● **Work instruction**:
All of the data, from the first line to the last, should be reproduced without alteration.

● **Entries supplied**:
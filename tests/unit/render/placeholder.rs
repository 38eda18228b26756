use super::*;

#[test]
fn placeholder_stays_inside_its_area() {
    let mut dst = RasterImage::filled(100, 60, Color::WHITE).unwrap();
    draw_placeholder(
        &mut dst,
        Rect::new(50.0, 0.0, 100.0, 60.0),
        &FontBook::empty(),
        &mut TextPainter::new(),
    );
    for y in 0..60 {
        for x in 0..50 {
            assert_eq!(dst.pixel(x, y), [255, 255, 255, 255], "leaked at {x},{y}");
        }
    }
    assert_ne!(dst.pixel(75, 30), [255, 255, 255, 255]);
}

#[test]
fn degenerate_area_is_ignored() {
    let mut dst = RasterImage::filled(10, 10, Color::WHITE).unwrap();
    let before = dst.clone();
    draw_placeholder(
        &mut dst,
        Rect::new(3.0, 3.0, 3.2, 9.0),
        &FontBook::empty(),
        &mut TextPainter::new(),
    );
    assert_eq!(dst, before);
}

● **Result of the exercise**:
filename tests/unit/render/placeholder.rs
repository 38eda18228b26756
use super::*;

#[test]
fn placeholder_stays_inside_its_area() {
    let mut dst = RasterImage::filled(100, 60, Color::WHITE).unwrap();
    draw_placeholder(
        &mut dst,
        Rect::new(50.0, 0.0, 100.0, 60.0),
        &FontBook::empty(),
        &mut TextPainter::new(),
    );
    for y in 0..60 {
        for x in 0..50 {
            assert_eq!(dst.pixel(x, y), [255, 255, 255, 255], "leaked at {x},{y}");
        }
    }
    assert_ne!(dst.pixel(75, 30), [255, 255, 255, 255]);
}

#[test]
fn degenerate_area_is_ignored() {
    let mut dst = RasterImage::filled(10, 10, Color::WHITE).unwrap();
    let before = dst.clone();
    draw_placeholder(
        &mut dst,
        Rect::new(3.0, 3.0, 3.2, 9.0),
        &FontBook::empty(),
        &mut TextPainter::new(),
    );
    assert_eq!(dst, before);
}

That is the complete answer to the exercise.